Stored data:
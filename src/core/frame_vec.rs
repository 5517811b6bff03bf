//! Growable vector stored in a [`FrameArena`].

use std::marker::PhantomData;

use bytemuck::Pod;

use super::arena::{ArenaBlock, FrameArena};
use crate::error::ArenaError;

/// A vector of plain-old-data values living in frame memory.
///
/// Growth doubles the capacity through [`FrameArena::reallocate`]; when the
/// block cannot grow in place the elements are copied into the new block.
/// Dropping the vector hands its block back to the arena.
pub struct FrameVec<'a, T: Pod> {
    arena: &'a FrameArena,
    block: Option<ArenaBlock>,
    len: usize,
    capacity: usize,
    _marker: PhantomData<T>,
}

impl<'a, T: Pod> FrameVec<'a, T> {
    /// An empty vector; no memory is taken until the first push.
    pub fn new(arena: &'a FrameArena) -> Self {
        Self {
            arena,
            block: None,
            len: 0,
            capacity: 0,
            _marker: PhantomData,
        }
    }

    pub fn with_capacity(arena: &'a FrameArena, capacity: usize) -> Result<Self, ArenaError> {
        let mut vec = Self::new(arena);
        if capacity > 0 {
            vec.grow_to(capacity)?;
        }
        Ok(vec)
    }

    pub fn len(&self) -> usize {
        self.len
    }

    pub fn is_empty(&self) -> bool {
        self.len == 0
    }

    pub fn capacity(&self) -> usize {
        self.capacity
    }

    pub fn push(&mut self, value: T) -> Result<(), ArenaError> {
        if self.len == self.capacity {
            self.grow_to((self.capacity * 2).max(1))?;
        }
        if let Some(block) = &self.block {
            self.arena.write(block, self.len, value);
        }
        self.len += 1;
        Ok(())
    }

    pub fn get(&self, index: usize) -> Option<T> {
        if index >= self.len {
            return None;
        }
        self.block.as_ref().map(|block| self.arena.read(block, index))
    }

    pub fn set(&mut self, index: usize, value: T) {
        assert!(index < self.len, "index {index} out of bounds ({})", self.len);
        if let Some(block) = &self.block {
            self.arena.write(block, index, value);
        }
    }

    pub fn clear(&mut self) {
        self.len = 0;
    }

    pub fn iter(&self) -> impl Iterator<Item = T> + '_ {
        (0..self.len).filter_map(move |i| self.get(i))
    }

    fn grow_to(&mut self, capacity: usize) -> Result<(), ArenaError> {
        let element = std::mem::size_of::<T>();
        let align = std::mem::align_of::<T>();
        let bytes = capacity * element;

        let block = match self.block {
            Some(old) => {
                let new = self.arena.reallocate(old, bytes, align)?;
                if new.offset() != old.offset() {
                    self.arena.copy(&old, &new, self.len * element);
                }
                new
            }
            None => self.arena.allocate(bytes, align)?,
        };

        self.block = Some(block);
        self.capacity = capacity;
        Ok(())
    }
}

impl<T: Pod> Drop for FrameVec<'_, T> {
    fn drop(&mut self) {
        if let Some(block) = self.block.take() {
            self.arena.deallocate(block);
        }
    }
}

impl<T: Pod + std::fmt::Debug> std::fmt::Debug for FrameVec<'_, T> {
    fn fmt(&self, f: &mut std::fmt::Formatter<'_>) -> std::fmt::Result {
        f.debug_list().entries(self.iter()).finish()
    }
}

#[cfg(test)]
mod tests {
    use super::*;

    #[test]
    fn test_push_and_read_back() {
        let arena = FrameArena::new(1024);
        let mut vec = FrameVec::new(&arena);
        for i in 0..20u32 {
            vec.push(i * 3).unwrap();
        }
        assert_eq!(vec.len(), 20);
        assert!(vec.capacity() >= 20);
        assert_eq!(vec.iter().collect::<Vec<_>>(), (0..20).map(|i| i * 3).collect::<Vec<_>>());
        assert_eq!(vec.get(20), None);
    }

    #[test]
    fn test_growth_after_interleaved_allocation_copies() {
        let arena = FrameArena::new(1024);
        let mut vec = FrameVec::with_capacity(&arena, 2).unwrap();
        vec.push(1.5f32).unwrap();
        vec.push(2.5f32).unwrap();

        // Pin the vector's block so it can no longer grow in place.
        let _blocker = arena.allocate(8, 4).unwrap();
        vec.push(3.5).unwrap();

        assert_eq!(vec.iter().collect::<Vec<_>>(), vec![1.5, 2.5, 3.5]);
    }

    #[test]
    fn test_drop_returns_memory_lifo() {
        let arena = FrameArena::new(1024);
        {
            let mut outer = FrameVec::<u64>::new(&arena);
            outer.push(1).unwrap();
            {
                let mut inner = FrameVec::<u64>::new(&arena);
                inner.push(2).unwrap();
                assert_eq!(arena.allocated(), 16);
            }
            assert_eq!(arena.allocated(), 8);
        }
        assert_eq!(arena.allocated(), 0);
    }

    #[test]
    fn test_push_reports_out_of_memory() {
        let arena = FrameArena::new(16);
        let mut vec = FrameVec::<u64>::new(&arena);
        vec.push(1).unwrap();
        vec.push(2).unwrap();
        assert!(matches!(vec.push(3), Err(ArenaError::OutOfMemory { .. })));
        assert_eq!(vec.len(), 2);
        assert_eq!(vec.get(1), Some(2));
    }
}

» Exercise:
Every line above from the line with "assert_eq!(vec.iter().collect::<Vec<_>>(), (0..20).map(|i| i" to the line with "vec.push(2.5f32).unwrap();", both included, must be reproduced exactly, and no other line may appear.

» Answer to this exercise:
        assert_eq!(vec.iter().collect::<Vec<_>>(), (0..20).map(|i| i * 3).collect::<Vec<_>>());
        assert_eq!(vec.get(20), None);
    }

    #[test]
    fn test_growth_after_interleaved_allocation_copies() {
        let arena = FrameArena::new(1024);
        let mut vec = FrameVec::with_capacity(&arena, 2).unwrap();
        vec.push(1.5f32).unwrap();
        vec.push(2.5f32).unwrap();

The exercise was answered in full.